Salut Promeneur4d.
L'élevage d'animaux dans un contexte de recherche d'autonomie présente souvent le même compromis:
- un apport en protéines animales, qui nutritivement ou gustativement possède pas mal d'intérêt
- la complexification d'un système agricole vivrier, permettant souvent une bonne synergie entre production animale et végétale
- du temps pour s'en occuper et une certaine infrastructure car contrairement aux plantes, ça reste pas sagement là où on les a mis.
Je ne connais pas du tout l'élevage de ces cochons d'indes. Cela n'a pas l'air idiot, surtout si ils possèdent une meilleure rusticité que les lapins qui sont assez fragiles il est vrai.
Cela permet de faire des apports de protéines plus faible mais plus étalés dans le temps. Car produire est une chose mais transformer et conserver en est une autre, on n'improvise pas un repas de la même façon en abattant une poule ou une vache.
Si les cochons d'indes peuvent se contenter d'herbe et de foin comme seul apport de nourriture, cela permet de valoriser des surfaces de jardin ou prairie assez facilement, surtout dans les régions où l'herbe pousse toute l'année.
En revanche il doit falloir une certaine vigilance quant aux prédateurs (renards, chats, rapaces) vu leur faible gabarit.
Pour qui voudrait élever des petits animaux, la poule reste assez emblématique car elle rassemble beaucoup d'avantage: très bonne rusticité, surtout pour les races traditionnelles, apport de protéines quotidien via les oeufs, une production de viande interessante pour les races lourdes (les coucous de rennes présentant l'avantage d'être bonne pondeuse et une carcasse interessante pour nourrir une famille), la production d'un engrais très riche pour les cultures, une capacité de etroyage interessante pour le potager en période de non-culture, puis c'est très chouette à observer, c'est un animal assez ritualisé et pas aussi bête qu'il n'en a l'air (surtout comparé aux canards j'ai trouvé)

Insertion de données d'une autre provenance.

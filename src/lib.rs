#[cfg(feature = "cli")]
pub mod config;
pub mod core;
pub mod domain;
pub mod utils;

#[cfg(feature = "cli")]
pub use config::CliConfig;

pub use core::divide::{safe_divide, safe_divide_values};
pub use core::year_month::{parse_year_month, parse_year_month_value};
pub use domain::model::{NumericInput, YearMonth};
pub use utils::error::{Result, UtilError};
//! Output types produced by a conversion task.
//!
//! [`PageResult`] is what one page's refinement loop yields,
//! [`CombinedDocument`] is the assembled HTML plus source metadata, and
//! [`ConversionResult`] is what [`crate::TaskOrchestrator::run`] hands back.

use crate::error::{PageError, Pdf2HtmlError};
use crate::task::TaskId;
use serde::{Deserialize, Serialize};
use std::path::Path;

/// Width/height pair. Points for source geometry, pixels for rasters.
#[derive(Debug, Clone, Copy, PartialEq, Default, Serialize, Deserialize)]
pub struct Dimensions {
    pub width: f32,
    pub height: f32,
}

impl Dimensions {
    pub fn new(width: f32, height: f32) -> Self {
        Self { width, height }
    }
}

/// Source document metadata. Missing fields are empty strings.
#[derive(Debug, Clone, Default, PartialEq, Serialize, Deserialize)]
pub struct DocumentMetadata {
    pub title: String,
    pub author: String,
    pub subject: String,
    pub creator: String,
    pub producer: String,
    pub creation_date: String,
    pub modification_date: String,
    pub page_count: usize,
    pub pdf_version: String,
}

/// Outcome of one page's refinement loop.
#[derive(Debug, Clone, Serialize, Deserialize)]
pub struct PageResult {
    /// 1-indexed page number.
    pub page_number: usize,
    /// Final HTML for this page (a standalone document as generated).
    pub markup: String,
    /// Refinement passes started, including one that failed part-way.
    pub iterations_performed: u32,
    /// Max of `quality_history`, the configured default if it is empty,
    /// or `0.0` for a fallback page.
    pub final_score: f32,
    /// One similarity score per successful refinement pass.
    pub quality_history: Vec<f32>,
    /// Wall-clock time spent on this page.
    pub duration_secs: f64,
    /// Page size in PDF points.
    pub geometry: Dimensions,
    /// Reference raster size in pixels.
    pub pixel_geometry: Dimensions,
    /// Set when the page degraded to a fallback or stopped early.
    pub error: Option<PageError>,
    /// `true` when `markup` is a placeholder rather than generated HTML.
    #[serde(default)]
    pub fallback: bool,
}

impl PageResult {
    /// A placeholder result for a page that could not be generated.
    ///
    /// Carries the page number and original geometry so the assembled
    /// document keeps one container per page.
    pub fn fallback(
        page_number: usize,
        geometry: Dimensions,
        pixel_geometry: Dimensions,
        error: PageError,
    ) -> Self {
        Self {
            page_number,
            markup: fallback_markup(page_number, geometry),
            iterations_performed: 0,
            final_score: 0.0,
            quality_history: Vec::new(),
            duration_secs: 0.0,
            geometry,
            pixel_geometry,
            error: Some(error),
            fallback: true,
        }
    }

    /// `true` when this page is a placeholder rather than generated markup.
    pub fn is_fallback(&self) -> bool {
        self.fallback
    }
}

fn fallback_markup(page_number: usize, geometry: Dimensions) -> String {
    format!(
        "<!DOCTYPE html>\n<html>\n\
<head><meta charset=\"UTF-8\"><title>Page {page_number}</title></head>\n\
<body>\n<div class=\"pdf-page-fallback\" style=\"width: {w:.0}pt; min-height: {h:.0}pt; \
border: 1px dashed #999; display: flex; align-items: center; justify-content: center;\">\n\
<p>Page {page_number} could not be converted ({w:.0}pt × {h:.0}pt)</p>\n</div>\n</body>\n</html>\n",
        w = geometry.width,
        h = geometry.height,
    )
}

/// The assembled output document.
#[derive(Debug, Clone, PartialEq, Serialize, Deserialize)]
pub struct CombinedDocument {
    /// One well-formed HTML document containing every page container.
    pub html: String,
    pub metadata: DocumentMetadata,
    /// Number of page containers in `html`.
    pub page_count: usize,
}

/// Whether a task produced a document.
#[derive(Debug, Clone, Copy, PartialEq, Eq, Serialize, Deserialize)]
#[serde(rename_all = "snake_case")]
pub enum ResultStatus {
    Success,
    Error,
}

/// What a conversion run returns.
#[derive(Debug, Clone, Serialize, Deserialize)]
pub struct ConversionResult {
    pub task_id: TaskId,
    pub status: ResultStatus,
    pub pages: Vec<PageResult>,
    pub combined_document: Option<CombinedDocument>,
    pub errors: Vec<String>,
    pub duration_secs: f64,
}

impl ConversionResult {
    pub fn is_success(&self) -> bool {
        self.status == ResultStatus::Success
    }

    /// Pages that degraded to a placeholder.
    pub fn fallback_pages(&self) -> impl Iterator<Item = &PageResult> {
        self.pages.iter().filter(|p| p.is_fallback())
    }
}

/// Write `contents` to `path` atomically: temp file in the same directory,
/// then rename, so readers never see a partial document.
pub async fn write_atomic(path: &Path, contents: &str) -> Result<(), Pdf2HtmlError> {
    let failed = |source: std::io::Error| Pdf2HtmlError::OutputWriteFailed {
        path: path.to_path_buf(),
        source,
    };

    if let Some(parent) = path.parent().filter(|p| !p.as_os_str().is_empty()) {
        tokio::fs::create_dir_all(parent).await.map_err(failed)?;
    }

    let tmp_path = path.with_extension("html.tmp");
    tokio::fs::write(&tmp_path, contents).await.map_err(failed)?;
    if let Err(e) = tokio::fs::rename(&tmp_path, path).await {
        let _ = tokio::fs::remove_file(&tmp_path).await;
        return Err(failed(e));
    }
    Ok(())
}

#[cfg(test)]
mod tests {
    use super::*;

    #[test]
    fn fallback_page_carries_number_and_geometry() {
        let p = PageResult::fallback(
            4,
            Dimensions::new(612.0, 792.0),
            Dimensions::new(2550.0, 3300.0),
            PageError::GenerationFailed {
                page: 4,
                detail: "503".into(),
            },
        );
        assert_eq!(p.iterations_performed, 0);
        assert_eq!(p.final_score, 0.0);
        assert!(p.is_fallback());
        assert!(p.markup.contains("Page 4"));
        assert!(p.markup.contains("612pt"));
        assert!(p.markup.contains("792pt"));
        assert!(p.markup.contains("<body>"));
    }

    #[test]
    fn metadata_defaults_to_empty_strings() {
        let m = DocumentMetadata::default();
        assert!(m.title.is_empty());
        assert!(m.author.is_empty());
        let json = serde_json::to_value(&m).unwrap();
        assert_eq!(json["title"], "");
    }

    #[tokio::test]
    async fn write_atomic_creates_parents_and_leaves_no_temp() {
        let dir = tempfile::tempdir().unwrap();
        let path = dir.path().join("out/doc.html");
        write_atomic(&path, "<html></html>").await.unwrap();
        assert_eq!(std::fs::read_to_string(&path).unwrap(), "<html></html>");
        assert!(!path.with_extension("html.tmp").exists());
    }

    #[tokio::test]
    async fn write_atomic_reports_path() {
        let dir = tempfile::tempdir().unwrap();
        // A directory where the file should go makes the rename fail.
        let path = dir.path().join("taken");
        std::fs::create_dir_all(path.join("inner")).unwrap();
        let err = write_atomic(&path, "x").await.unwrap_err();
        assert_eq!(err.code(), "output_write_failed");
    }
}
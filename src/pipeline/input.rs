//! Input resolution: normalise a path, URL or uploaded bytes to a local PDF file.
//!
//! ## Why a temp file for downloads and uploads?
//!
//! pdfium opens documents by path. Writing remote or uploaded bytes into a
//! `TempDir` gives it a path while guaranteeing cleanup when the
//! [`ResolvedInput`] is dropped, which the orchestrator does once the task
//! ends on any path. The `%PDF` magic is checked up front so a bad upload
//! is rejected before a task is even queued.

use crate::error::Pdf2HtmlError;
use std::path::{Path, PathBuf};
use tempfile::TempDir;
use tracing::{debug, info};

const PDF_MAGIC: &[u8; 4] = b"%PDF";

/// A PDF on local disk, possibly owned by a temp directory.
#[derive(Debug)]
pub enum ResolvedInput {
    /// Input was already a local file.
    Local(PathBuf),
    /// Input was a URL; the PDF was downloaded into `_temp_dir`.
    Downloaded {
        url: String,
        path: PathBuf,
        _temp_dir: TempDir,
    },
    /// Input arrived as bytes (e.g. an HTTP upload).
    Uploaded {
        name: String,
        path: PathBuf,
        _temp_dir: TempDir,
    },
}

impl ResolvedInput {
    /// Path to the PDF file regardless of how it was resolved.
    pub fn path(&self) -> &Path {
        match self {
            ResolvedInput::Local(p) => p,
            ResolvedInput::Downloaded { path, .. } | ResolvedInput::Uploaded { path, .. } => path,
        }
    }

    /// What the user supplied, for logs and task listings.
    pub fn label(&self) -> String {
        match self {
            ResolvedInput::Local(p) => p.display().to_string(),
            ResolvedInput::Downloaded { url, .. } => url.clone(),
            ResolvedInput::Uploaded { name, .. } => name.clone(),
        }
    }

    /// Write `bytes` to a managed temp file after checking they are a PDF.
    pub async fn from_bytes(
        bytes: &[u8],
        name: &str,
        max_bytes: usize,
    ) -> Result<Self, Pdf2HtmlError> {
        if bytes.len() > max_bytes {
            return Err(Pdf2HtmlError::PayloadTooLarge {
                size: bytes.len(),
                limit: max_bytes,
            });
        }
        let file_name = sanitise_file_name(name);
        check_magic(bytes, Path::new(&file_name))?;

        let temp_dir = TempDir::new().map_err(|e| Pdf2HtmlError::Internal(e.to_string()))?;
        let path = temp_dir.path().join(&file_name);
        tokio::fs::write(&path, bytes)
            .await
            .map_err(|e| Pdf2HtmlError::Internal(format!("Failed to write temp file: {}", e)))?;
        debug!("Stored upload '{}' ({} bytes)", file_name, bytes.len());

        Ok(ResolvedInput::Uploaded {
            name: file_name,
            path,
            _temp_dir: temp_dir,
        })
    }
}

/// Check if the input string looks like a URL.
pub fn is_url(input: &str) -> bool {
    input.starts_with("http://") || input.starts_with("https://")
}

/// Resolve the input string to a local PDF file path.
///
/// URLs are downloaded to a temporary directory; local files are checked
/// for existence, readability and PDF magic bytes.
pub async fn resolve_input(input: &str, timeout_secs: u64) -> Result<ResolvedInput, Pdf2HtmlError> {
    if input.trim().is_empty() {
        return Err(Pdf2HtmlError::InvalidInput {
            input: input.to_string(),
        });
    }
    if is_url(input) {
        download_url(input, timeout_secs).await
    } else {
        resolve_local(input)
    }
}

fn check_magic(bytes: &[u8], path: &Path) -> Result<(), Pdf2HtmlError> {
    if bytes.len() < 4 || &bytes[..4] != PDF_MAGIC {
        let mut magic = [0u8; 4];
        let n = bytes.len().min(4);
        magic[..n].copy_from_slice(&bytes[..n]);
        return Err(Pdf2HtmlError::NotAPdf {
            path: path.to_path_buf(),
            magic,
        });
    }
    Ok(())
}

/// Resolve a local file path, validating existence and PDF magic bytes.
fn resolve_local(path_str: &str) -> Result<ResolvedInput, Pdf2HtmlError> {
    let path = PathBuf::from(path_str);

    if !path.exists() {
        return Err(Pdf2HtmlError::FileNotFound { path });
    }

    match std::fs::File::open(&path) {
        Ok(mut f) => {
            use std::io::Read;
            let mut magic = [0u8; 4];
            let n = f.read(&mut magic).unwrap_or(0);
            check_magic(&magic[..n], &path)?;
        }
        Err(e) if e.kind() == std::io::ErrorKind::PermissionDenied => {
            return Err(Pdf2HtmlError::PermissionDenied { path });
        }
        Err(_) => {
            return Err(Pdf2HtmlError::FileNotFound { path });
        }
    }

    debug!("Resolved local PDF: {}", path.display());
    Ok(ResolvedInput::Local(path))
}

/// Download a URL to a temporary directory.
async fn download_url(url: &str, timeout_secs: u64) -> Result<ResolvedInput, Pdf2HtmlError> {
    info!("Downloading PDF from: {}", url);
    let failed = |reason: String| Pdf2HtmlError::DownloadFailed {
        url: url.to_string(),
        reason,
    };

    let client = reqwest::Client::builder()
        .timeout(std::time::Duration::from_secs(timeout_secs))
        .build()
        .map_err(|e| failed(e.to_string()))?;

    let response = client.get(url).send().await.map_err(|e| {
        if e.is_timeout() {
            Pdf2HtmlError::DownloadTimeout {
                url: url.to_string(),
                secs: timeout_secs,
            }
        } else {
            failed(e.to_string())
        }
    })?;

    if !response.status().is_success() {
        return Err(failed(format!("HTTP {}", response.status())));
    }

    let filename = filename_from_url(url);
    let bytes = response.bytes().await.map_err(|e| failed(e.to_string()))?;

    let temp_dir = TempDir::new().map_err(|e| Pdf2HtmlError::Internal(e.to_string()))?;
    let file_path = temp_dir.path().join(&filename);
    check_magic(&bytes, &file_path)?;

    tokio::fs::write(&file_path, &bytes)
        .await
        .map_err(|e| Pdf2HtmlError::Internal(format!("Failed to write temp file: {}", e)))?;

    info!("Downloaded to: {}", file_path.display());

    Ok(ResolvedInput::Downloaded {
        url: url.to_string(),
        path: file_path,
        _temp_dir: temp_dir,
    })
}

/// Last path segment of the URL if it looks like a file name.
fn filename_from_url(url: &str) -> String {
    if let Ok(parsed) = reqwest::Url::parse(url) {
        if let Some(mut segments) = parsed.path_segments() {
            if let Some(last) = segments.next_back() {
                if !last.is_empty() && last.contains('.') {
                    return sanitise_file_name(last);
                }
            }
        }
    }
    "downloaded.pdf".to_string()
}

/// Keep only a safe basename; never let a client-supplied name escape the temp dir.
fn sanitise_file_name(name: &str) -> String {
    let base = Path::new(name)
        .file_name()
        .and_then(|n| n.to_str())
        .unwrap_or("");
    let cleaned: String = base
        .chars()
        .map(|c| if c.is_ascii_alphanumeric() || matches!(c, '.' | '-' | '_') { c } else { '_' })
        .collect();
    if cleaned.trim_matches('.').is_empty() {
        "upload.pdf".to_string()
    } else {
        cleaned
    }
}

#[cfg(test)]
mod tests {
    use super::*;

    #[test]
    fn test_is_url() {
        assert!(is_url("https://example.com/doc.pdf"));
        assert!(is_url("http://example.com/doc.pdf"));
        assert!(!is_url("/tmp/doc.pdf"));
        assert!(!is_url("doc.pdf"));
        assert!(!is_url(""));
    }

    #[test]
    fn filename_from_url_path() {
        assert_eq!(filename_from_url("https://x.org/papers/a.pdf"), "a.pdf");
        assert_eq!(filename_from_url("https://x.org/papers/"), "downloaded.pdf");
        assert_eq!(filename_from_url("https://x.org/abs/1706"), "downloaded.pdf");
    }

    #[test]
    fn sanitise_strips_directories_and_oddities() {
        assert_eq!(sanitise_file_name("../../etc/passwd"), "passwd");
        assert_eq!(sanitise_file_name("my report (v2).pdf"), "my_report__v2_.pdf");
        assert_eq!(sanitise_file_name(""), "upload.pdf");
        assert_eq!(sanitise_file_name(".."), "upload.pdf");
    }

    #[tokio::test]
    async fn from_bytes_checks_magic_and_size() {
        let err = ResolvedInput::from_bytes(b"GIF89a", "x.pdf", 1024).await.unwrap_err();
        assert!(matches!(err, Pdf2HtmlError::NotAPdf { magic, .. } if &magic == b"GIF8"));

        let err = ResolvedInput::from_bytes(b"%PDF-1.7 ....", "x.pdf", 4).await.unwrap_err();
        assert!(matches!(err, Pdf2HtmlError::PayloadTooLarge { .. }));

        let input = ResolvedInput::from_bytes(b"%PDF-1.7\n%%EOF", "doc.pdf", 1024)
            .await
            .unwrap();
        let path = input.path().to_path_buf();
        assert!(path.exists());
        assert_eq!(input.label(), "doc.pdf");
        drop(input);
        assert!(!path.exists());
    }

    #[tokio::test]
    async fn local_file_checks() {
        let err = resolve_input("/definitely/not/here.pdf", 5).await.unwrap_err();
        assert!(matches!(err, Pdf2HtmlError::FileNotFound { .. }));

        let dir = tempfile::tempdir().unwrap();
        let txt = dir.path().join("notes.txt");
        std::fs::write(&txt, "hello").unwrap();
        let err = resolve_input(txt.to_str().unwrap(), 5).await.unwrap_err();
        assert!(matches!(err, Pdf2HtmlError::NotAPdf { .. }));

        let pdf = dir.path().join("ok.pdf");
        std::fs::write(&pdf, b"%PDF-1.4\n").unwrap();
        let input = resolve_input(pdf.to_str().unwrap(), 5).await.unwrap();
        assert_eq!(input.path(), pdf.as_path());

        assert!(matches!(
            resolve_input("  ", 5).await.unwrap_err(),
            Pdf2HtmlError::InvalidInput { .. }
        ));
    }
}
#[cfg(test)]
mod tests {
    use super::*;
    use crate::pipeline::{Screenshot, SimilarityReport};
    use async_trait::async_trait;
    use std::path::Path;
    use std::sync::atomic::{AtomicU32, Ordering};

    /// Scripted generator: `refine_fails_at` makes that iteration's refine fail.
    struct ScriptedGenerator {
        initial_fails: bool,
        refine_fails_at: Option<u32>,
        scores: Vec<Option<f32>>,
        score_calls: AtomicU32,
    }

    impl ScriptedGenerator {
        fn ok() -> Self {
            Self {
                initial_fails: false,
                refine_fails_at: None,
                scores: Vec::new(),
                score_calls: AtomicU32::new(0),
            }
        }
    }

    #[async_trait]
    impl Generator for ScriptedGenerator {
        async fn generate_initial(
            &self,
            _: &Path,
            page: &PageContext,
        ) -> Result<String, PageError> {
            if self.initial_fails {
                return Err(PageError::GenerationFailed {
                    page: page.page_number,
                    detail: "503".into(),
                });
            }
            Ok("<p>v0</p>".into())
        }

        async fn refine(
            &self,
            _: &Path,
            _: &str,
            _: &Screenshot,
            page: &PageContext,
            iteration: u32,
        ) -> Result<String, PageError> {
            if self.refine_fails_at == Some(iteration) {
                return Err(PageError::GenerationFailed {
                    page: page.page_number,
                    detail: "refine".into(),
                });
            }
            Ok(format!("<p>v{iteration}</p>"))
        }

        async fn score_similarity(
            &self,
            _: &Path,
            _: &Screenshot,
            page: &PageContext,
        ) -> Result<SimilarityReport, PageError> {
            let n = self.score_calls.fetch_add(1, Ordering::SeqCst) as usize;
            match self.scores.get(n).copied().flatten() {
                Some(overall_score) => Ok(SimilarityReport {
                    overall_score,
                    ..Default::default()
                }),
                None => Err(PageError::ScoringFailed {
                    page: page.page_number,
                    detail: "no score".into(),
                }),
            }
        }
    }

    #[derive(Default)]
    struct CountingRenderer {
        fail_capture: bool,
        /// Cancelled when a session starts.
        cancel_on_start: Option<CancellationToken>,
        starts: AtomicU32,
        stops: Arc<AtomicU32>,
    }

    struct CountingSession {
        fail_capture: bool,
        stops: Arc<AtomicU32>,
    }

    #[async_trait]
    impl Renderer for CountingRenderer {
        async fn start(&self, _: &PageContext) -> Result<Box<dyn RenderSession>, PageError> {
            self.starts.fetch_add(1, Ordering::SeqCst);
            if let Some(cancel) = &self.cancel_on_start {
                cancel.cancel();
            }
            Ok(Box::new(CountingSession {
                fail_capture: self.fail_capture,
                stops: Arc::clone(&self.stops),
            }))
        }
    }

    #[async_trait]
    impl RenderSession for CountingSession {
        async fn capture(&mut self, _: &str, viewport: Viewport) -> Result<Screenshot, PageError> {
            if self.fail_capture {
                return Err(PageError::RenderFailed {
                    page: 1,
                    detail: "crashed".into(),
                });
            }
            Ok(Screenshot {
                path: PathBuf::from("/nonexistent/shot.png"),
                width: viewport.width,
                height: viewport.height,
            })
        }

        async fn stop(self: Box<Self>) {
            self.stops.fetch_add(1, Ordering::SeqCst);
        }
    }

    fn settings(max_iterations: u32) -> RunnerSettings {
        RunnerSettings {
            max_iterations,
            default_score: 7.0,
            max_viewport_width: 1920,
            max_viewport_height: 1080,
            call_timeout: None,
        }
    }

    fn job() -> PageJob {
        PageJob::new(&RasterPage {
            page_number: 1,
            image_path: PathBuf::from("/nonexistent/page_0001.png"),
            geometry: Dimensions::new(612.0, 792.0),
            pixel_geometry: Dimensions::new(2550.0, 3300.0),
        })
    }

    fn quiet(_: &str, _: Option<&str>) {}

    #[tokio::test]
    async fn keeps_last_draft_not_best() {
        let generator = ScriptedGenerator {
            scores: vec![Some(9.0), Some(4.0)],
            ..ScriptedGenerator::ok()
        };
        let renderer = Arc::new(CountingRenderer::default());
        let runner = PageJobRunner::new(Arc::new(generator), renderer.clone(), settings(2));
        let r = runner
            .process(job(), &CancellationToken::new(), &quiet)
            .await
            .unwrap();
        assert_eq!(r.markup, "<p>v2</p>");
        assert_eq!(r.quality_history, [9.0, 4.0]);
        assert_eq!(r.final_score, 9.0);
        assert_eq!(r.iterations_performed, 2);
        assert!(r.error.is_none());
        assert_eq!(renderer.stops.load(Ordering::SeqCst), 1);
    }

    #[tokio::test]
    async fn scoring_failure_records_default() {
        let renderer = Arc::new(CountingRenderer::default());
        let runner = PageJobRunner::new(Arc::new(ScriptedGenerator::ok()), renderer, settings(2));
        let r = runner
            .process(job(), &CancellationToken::new(), &quiet)
            .await
            .unwrap();
        assert_eq!(r.quality_history, [7.0, 7.0]);
        assert_eq!(r.final_score, 7.0);
    }

    #[tokio::test]
    async fn refine_failure_stops_early_with_previous_markup() {
        let generator = ScriptedGenerator {
            refine_fails_at: Some(1),
            ..ScriptedGenerator::ok()
        };
        let renderer = Arc::new(CountingRenderer::default());
        let runner = PageJobRunner::new(Arc::new(generator), renderer.clone(), settings(3));
        let r = runner
            .process(job(), &CancellationToken::new(), &quiet)
            .await
            .unwrap();
        assert_eq!(r.iterations_performed, 1);
        assert_eq!(r.markup, "<p>v0</p>");
        assert!(r.quality_history.is_empty());
        assert_eq!(r.final_score, 7.0);
        assert_eq!(r.error.as_ref().map(PageError::kind), Some("generation_failed"));
        assert_eq!(renderer.stops.load(Ordering::SeqCst), 1);
    }

    #[tokio::test]
    async fn zero_iterations_skips_renderer() {
        let renderer = Arc::new(CountingRenderer::default());
        let runner =
            PageJobRunner::new(Arc::new(ScriptedGenerator::ok()), renderer.clone(), settings(0));
        let r = runner
            .process(job(), &CancellationToken::new(), &quiet)
            .await
            .unwrap();
        assert_eq!(r.iterations_performed, 0);
        assert!(r.quality_history.is_empty());
        assert_eq!(r.markup, "<p>v0</p>");
        assert_eq!(renderer.starts.load(Ordering::SeqCst), 0);
    }

    #[tokio::test]
    async fn initial_failure_is_page_failure() {
        let generator = ScriptedGenerator {
            initial_fails: true,
            ..ScriptedGenerator::ok()
        };
        let renderer = Arc::new(CountingRenderer::default());
        let runner = PageJobRunner::new(Arc::new(generator), renderer.clone(), settings(2));
        let err = runner
            .process(job(), &CancellationToken::new(), &quiet)
            .await
            .unwrap_err();
        assert_eq!(err.kind(), "generation_failed");
        assert_eq!(renderer.starts.load(Ordering::SeqCst), 0);
    }

    #[tokio::test]
    async fn capture_failure_is_page_failure_and_session_stops() {
        let renderer = Arc::new(CountingRenderer {
            fail_capture: true,
            ..Default::default()
        });
        let runner =
            PageJobRunner::new(Arc::new(ScriptedGenerator::ok()), renderer.clone(), settings(2));
        let err = runner
            .process(job(), &CancellationToken::new(), &quiet)
            .await
            .unwrap_err();
        assert_eq!(err.kind(), "render_failed");
        assert_eq!(renderer.stops.load(Ordering::SeqCst), 1);
    }

    #[tokio::test]
    async fn cancelled_before_start() {
        let renderer = Arc::new(CountingRenderer::default());
        let runner = PageJobRunner::new(Arc::new(ScriptedGenerator::ok()), renderer, settings(2));
        let cancel = CancellationToken::new();
        cancel.cancel();
        let err = runner.process(job(), &cancel, &quiet).await.unwrap_err();
        assert!(matches!(err, PageError::Cancelled { page: 1 }));
    }

    #[tokio::test]
    async fn cancelled_before_first_refinement_keeps_draft() {
        let cancel = CancellationToken::new();
        let renderer = Arc::new(CountingRenderer {
            cancel_on_start: Some(cancel.clone()),
            ..Default::default()
        });
        let runner = PageJobRunner::new(
            Arc::new(ScriptedGenerator::ok()),
            renderer.clone(),
            RunnerSettings {
                default_score: 0.0,
                ..settings(2)
            },
        );
        let r = runner.process(job(), &cancel, &quiet).await.unwrap();

        assert_eq!(r.iterations_performed, 0);
        assert_eq!(r.final_score, 0.0);
        assert!(matches!(r.error, Some(PageError::Cancelled { page: 1 })));
        assert_eq!(r.markup, "<p>v0</p>");
        assert!(!r.is_fallback());
        assert_eq!(renderer.stops.load(Ordering::SeqCst), 1);
    }

    struct StalledGenerator;

    #[async_trait]
    impl Generator for StalledGenerator {
        async fn generate_initial(&self, _: &Path, _: &PageContext) -> Result<String, PageError> {
            std::future::pending().await
        }
        async fn refine(
            &self,
            _: &Path,
            _: &str,
            _: &Screenshot,
            _: &PageContext,
            _: u32,
        ) -> Result<String, PageError> {
            std::future::pending().await
        }
        async fn score_similarity(
            &self,
            _: &Path,
            _: &Screenshot,
            _: &PageContext,
        ) -> Result<SimilarityReport, PageError> {
            std::future::pending().await
        }
    }

    #[tokio::test(start_paused = true)]
    async fn stalled_call_times_out() {
        let runner = PageJobRunner::new(
            Arc::new(StalledGenerator),
            Arc::new(CountingRenderer::default()),
            RunnerSettings {
                call_timeout: Some(Duration::from_secs(30)),
                ..settings(1)
            },
        );
        let err = runner
            .process(job(), &CancellationToken::new(), &quiet)
            .await
            .unwrap_err();
        assert!(matches!(
            err,
            PageError::Timeout { secs: 30, ref operation, .. } if operation == "generate"
        ));
    }

    #[tokio::test]
    async fn iteration_never_exceeds_budget() {
        for max in 0..4 {
            let runner = PageJobRunner::new(
                Arc::new(ScriptedGenerator::ok()),
                Arc::new(CountingRenderer::default()),
                settings(max),
            );
            let r = runner
                .process(job(), &CancellationToken::new(), &quiet)
                .await
                .unwrap();
            assert!(r.iterations_performed <= max);
            assert_eq!(r.quality_history.len() as u32, max);
        }
    }
}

L'alimentation de la poule peut être assez sommaire si on a du terrain a leur laisser pour qu'elle gratte, une poigné de blé ou d'orge le soir pour les rentrer au poulailler, sachant qu'acheter du blé ou de l'orge bio a la tonne ne coute pas bien cher et offre une grande autonomie. Il faudra surveiller leur apport en proteines suivant la surface à leur disposition et la nature de celle-ci, l'idéal étant une prairie assez riche en biodiversité.
En terme de temps à leur consacrer, pour les poules il s'agira surtout de les rentrer et faire sortie de leur enclos sécurisé pour la nuit et de les nourrir, mais le fait qu'elles produisent des oeufs quotidiennement fait que l'on peut demander à un voisin de s'en occuper et de recupérer les oeufs pour lui lorsqu'on doit s'absenter de chez soi. Cela permet de commencer à établir des relations d'entre aides assez bénéfiques, au même titre que donner ses surplus de légumes autour de soi.
Dans le cas d'une production de viande uniquement, les oies présentent un bon intérêt également (prevoir un petit plan d'eau pour leur permettre de se reproduire correctement), notamment car au delà de la production de viande, il y a la production de gras/lipides, souvent compliqué à l'échelle du potager/microélevage. Il sera souvent plus facile de produire du gras animal que végétal, et cela peut servir à beaucoup de choses, même en dehors de l'alimentation (du savon par exemple)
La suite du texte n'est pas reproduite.